• [WHAT IS EXPECTED]: Set down each entry below exactly as it stands.

[Collected data entries]
══════
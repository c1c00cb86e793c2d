//! Error taxonomy shared by every league operation

use thiserror::Error;

/// Why a pairing search gave up.
#[derive(Debug, Error, Clone, Copy, PartialEq, Eq)]
pub enum SearchFailure {
    /// Every branch of the search tree was tried.
    #[error("search tree exhausted")]
    Exhausted,
    /// The caller's node budget ran out before a pairing was found.
    #[error("node budget exhausted after {nodes} nodes")]
    BudgetExhausted { nodes: u64 },
}

/// Errors raised by the league core.
#[derive(Debug, Error, Clone, PartialEq)]
pub enum LeagueError {
    /// Invalid input supplied by the caller.
    #[error("Invalid argument: {0}")]
    Argument(String),

    /// No round could be produced for the current opponent history.
    #[error("No valid pairing exists for the current opponent history ({teams} teams, {reason})")]
    Scheduling { teams: usize, reason: SearchFailure },

    /// Expected match points requested for two exactly equal skills.
    #[error("Cannot compute expected match points for equal skills ({skill})")]
    Domain { skill: f64 },

    /// A structural invariant of the division was broken.
    #[error("Invariant violated: {0}")]
    Invariant(String),
}

pub type Result<T> = std::result::Result<T, LeagueError>;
══════
• [RESULT]:
repository c1c00cb86e793c2d
//! Error taxonomy shared by every league operation

use thiserror::Error;

/// Why a pairing search gave up.
#[derive(Debug, Error, Clone, Copy, PartialEq, Eq)]
pub enum SearchFailure {
    /// Every branch of the search tree was tried.
    #[error("search tree exhausted")]
    Exhausted,
    /// The caller's node budget ran out before a pairing was found.
    #[error("node budget exhausted after {nodes} nodes")]
    BudgetExhausted { nodes: u64 },
}

/// Errors raised by the league core.
#[derive(Debug, Error, Clone, PartialEq)]
pub enum LeagueError {
    /// Invalid input supplied by the caller.
    #[error("Invalid argument: {0}")]
    Argument(String),

    /// No round could be produced for the current opponent history.
    #[error("No valid pairing exists for the current opponent history ({teams} teams, {reason})")]
    Scheduling { teams: usize, reason: SearchFailure },

    /// Expected match points requested for two exactly equal skills.
    #[error("Cannot compute expected match points for equal skills ({skill})")]
    Domain { skill: f64 },

    /// A structural invariant of the division was broken.
    #[error("Invariant violated: {0}")]
    Invariant(String),
}

pub type Result<T> = std::result::Result<T, LeagueError>;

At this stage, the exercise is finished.